BNP Paribas plays long-game to be Europe’s banking winner from COVID crisis

FILE PHOTO: A view of a BNP Paribas bank office
FILE PHOTO: A view of a BNP Paribas bank office in Paris

PARIS (Reuters) – When the COVID-19 crisis struck Europe, companies turned to one bank more than any other to arrange emergency loans: BNP Paribas <BNPP.PA>.

The French lender took advantage of internal restructurings at European rivals, at a time when U.S. banks were preoccupied with rescues at home. It expanded its balance sheet by 23% to 2.7 trillion euros in the first quarter, extending multi-billion sums to the likes of energy giant BP and automaker Daimler.

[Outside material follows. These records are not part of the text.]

//! Order and trade history types.

use rust_decimal::Decimal;
use serde::{Deserialize, Serialize};

/// Order direction.
#[derive(Debug, Clone, Copy, PartialEq, Eq, Serialize, Deserialize)]
#[serde(rename_all = "lowercase")]
pub enum OrderSide {
    /// Buy the base currency.
    Buy,
    /// Sell the base currency.
    Sell,
}

impl std::str::FromStr for OrderSide {
    type Err = String;

    fn from_str(s: &str) -> Result<Self, Self::Err> {
        match s.trim().to_lowercase().as_str() {
            "buy" => Ok(OrderSide::Buy),
            "sell" => Ok(OrderSide::Sell),
            _ => Err(format!("Invalid order side: '{}'. Expected 'buy' or 'sell'", s)),
        }
    }
}

/// Order type tag as sent on the wire.
#[derive(Debug, Clone, Copy, PartialEq, Eq, Serialize, Deserialize)]
#[serde(rename_all = "snake_case")]
pub enum OrderType {
    /// Rest on the book at a fixed price.
    Limit,
    /// Fill immediately at the best available price.
    Market,
    /// Place a limit order once the stop price is reached.
    StopLimit,
    /// One-cancels-the-other: a limit and a stop-limit leg.
    Oco,
}

/// Body of `POST odr/orders/`.
///
/// Built only through the typed constructors so each order type carries the
/// fields it needs. Decimals are serialized as strings with the caller's
/// exact scale.
#[derive(Debug, Clone, PartialEq, Serialize)]
pub struct CreateOrderRequest {
    /// Market symbol.
    pub symbol: String,
    /// Order type tag.
    #[serde(rename = "type")]
    pub order_type: OrderType,
    /// Order side.
    pub side: OrderSide,
    /// Base currency amount.
    pub base_amount: Decimal,
    /// Limit price.
    #[serde(skip_serializing_if = "Option::is_none")]
    pub price: Option<Decimal>,
    /// Trigger price for stop-limit and OCO orders.
    #[serde(skip_serializing_if = "Option::is_none")]
    pub stop_price: Option<Decimal>,
    /// Take-profit price of the OCO limit leg.
    #[serde(skip_serializing_if = "Option::is_none")]
    pub oco_target_price: Option<Decimal>,
    /// Client-chosen identifier echoed back on the order.
    #[serde(skip_serializing_if = "Option::is_none")]
    pub identifier: Option<String>,
}

impl CreateOrderRequest {
    fn base(
        symbol: impl Into<String>,
        order_type: OrderType,
        side: OrderSide,
        base_amount: Decimal,
    ) -> Self {
        Self {
            symbol: symbol.into(),
            order_type,
            side,
            base_amount,
            price: None,
            stop_price: None,
            oco_target_price: None,
            identifier: None,
        }
    }

    /// A limit order at `price`.
    pub fn limit(
        symbol: impl Into<String>,
        side: OrderSide,
        base_amount: Decimal,
        price: Decimal,
    ) -> Self {
        Self { price: Some(price), ..Self::base(symbol, OrderType::Limit, side, base_amount) }
    }

    /// A market order.
    pub fn market(symbol: impl Into<String>, side: OrderSide, base_amount: Decimal) -> Self {
        Self::base(symbol, OrderType::Market, side, base_amount)
    }

    /// A stop-limit order: once `stop_price` trades, a limit order at `price` is placed.
    pub fn stop_limit(
        symbol: impl Into<String>,
        side: OrderSide,
        base_amount: Decimal,
        stop_price: Decimal,
        price: Decimal,
    ) -> Self {
        Self {
            price: Some(price),
            stop_price: Some(stop_price),
            ..Self::base(symbol, OrderType::StopLimit, side, base_amount)
        }
    }

    /// An OCO order: a limit leg at `oco_target_price` and a stop-limit leg
    /// triggered at `stop_price` executing at `price`.
    pub fn oco(
        symbol: impl Into<String>,
        side: OrderSide,
        base_amount: Decimal,
        oco_target_price: Decimal,
        stop_price: Decimal,
        price: Decimal,
    ) -> Self {
        Self {
            price: Some(price),
            stop_price: Some(stop_price),
            oco_target_price: Some(oco_target_price),
            ..Self::base(symbol, OrderType::Oco, side, base_amount)
        }
    }

    /// Attach a client identifier.
    pub fn with_identifier(mut self, identifier: impl Into<String>) -> Self {
        self.identifier = Some(identifier.into());
        self
    }
}

/// An order as reported by the exchange.
#[derive(Debug, Clone, PartialEq, Serialize, Deserialize)]
pub struct Order {
    /// Order id.
    pub id: i64,
    /// Market symbol.
    pub symbol: String,
    /// Order type.
    #[serde(rename = "type")]
    pub order_type: OrderType,
    /// Order side.
    pub side: OrderSide,
    /// Requested base amount.
    pub base_amount: Decimal,
    /// Requested quote amount.
    #[serde(default, skip_serializing_if = "Option::is_none")]
    pub quote_amount: Option<Decimal>,
    /// Limit price.
    #[serde(default, skip_serializing_if = "Option::is_none")]
    pub price: Option<Decimal>,
    /// Stop trigger price.
    #[serde(default, skip_serializing_if = "Option::is_none")]
    pub stop_price: Option<Decimal>,
    /// OCO target price.
    #[serde(default, skip_serializing_if = "Option::is_none")]
    pub oco_target_price: Option<Decimal>,
    /// Client identifier.
    #[serde(default, skip_serializing_if = "Option::is_none")]
    pub identifier: Option<String>,
    /// Lifecycle state (e.g., "initial", "active", "closed", "canceled").
    pub state: String,
    /// Creation time (ISO 8601).
    #[serde(default, skip_serializing_if = "Option::is_none")]
    pub created_at: Option<String>,
    /// Close time (ISO 8601).
    #[serde(default, skip_serializing_if = "Option::is_none")]
    pub closed_at: Option<String>,
    /// Base amount filled so far.
    #[serde(default, skip_serializing_if = "Option::is_none")]
    pub dealed_base_amount: Option<Decimal>,
    /// Quote amount filled so far.
    #[serde(default, skip_serializing_if = "Option::is_none")]
    pub dealed_quote_amount: Option<Decimal>,
    /// Whether a cancel has been requested.
    #[serde(default)]
    pub req_to_cancel: bool,
    /// Commission charged.
    #[serde(default, skip_serializing_if = "Option::is_none")]
    pub commission: Option<Decimal>,
}

/// An executed trade from the account's history.
#[derive(Debug, Clone, PartialEq, Serialize, Deserialize)]
pub struct Fill {
    /// Fill id.
    pub id: i64,
    /// Market symbol.
    pub symbol: String,
    /// Filled base amount.
    pub base_amount: Decimal,
    /// Filled quote amount.
    pub quote_amount: Decimal,
    /// Execution price.
    pub price: Decimal,
    /// Execution time (ISO 8601).
    pub created_at: String,
    /// Commission charged.
    pub commission: Decimal,
    /// Side of the owning order.
    pub side: OrderSide,
    /// Currency the commission was charged in.
    pub commission_currency: String,
    /// Owning order id.
    pub order_id: i64,
    /// Client identifier of the owning order.
    #[serde(default, skip_serializing_if = "Option::is_none")]
    pub identifier: Option<String>,
}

By comparison, competitors such as Santander <SAN.MC>, Deutsche Bank <DBKGn.DE> and Credit Suisse <CSGN.S> barely expanded their balance sheets by 5%.

BNP, the euro zone’s biggest lender, has long had a goal of becoming Europe’s dominant investment bank and aims to use the lending platform built in the crisis to further this ambition, according to several bankers and a source close to BNP’s management.

BNP declined to comment for this story ahead of its results on July 31.

“Can BNP take advantage of the quality and resilience of its profits to grow (European) market share? I think the answer is, yes,” said Francois Chaulet, managing director at Montsegur Finance, whose funds invest in BNP.

However capitalising on lending growth to earn higher-margin business from customers it has lent to, such as advising on equity issuance or mergers and acquisitions, has been a hard nut to crack and still doesn’t look easy.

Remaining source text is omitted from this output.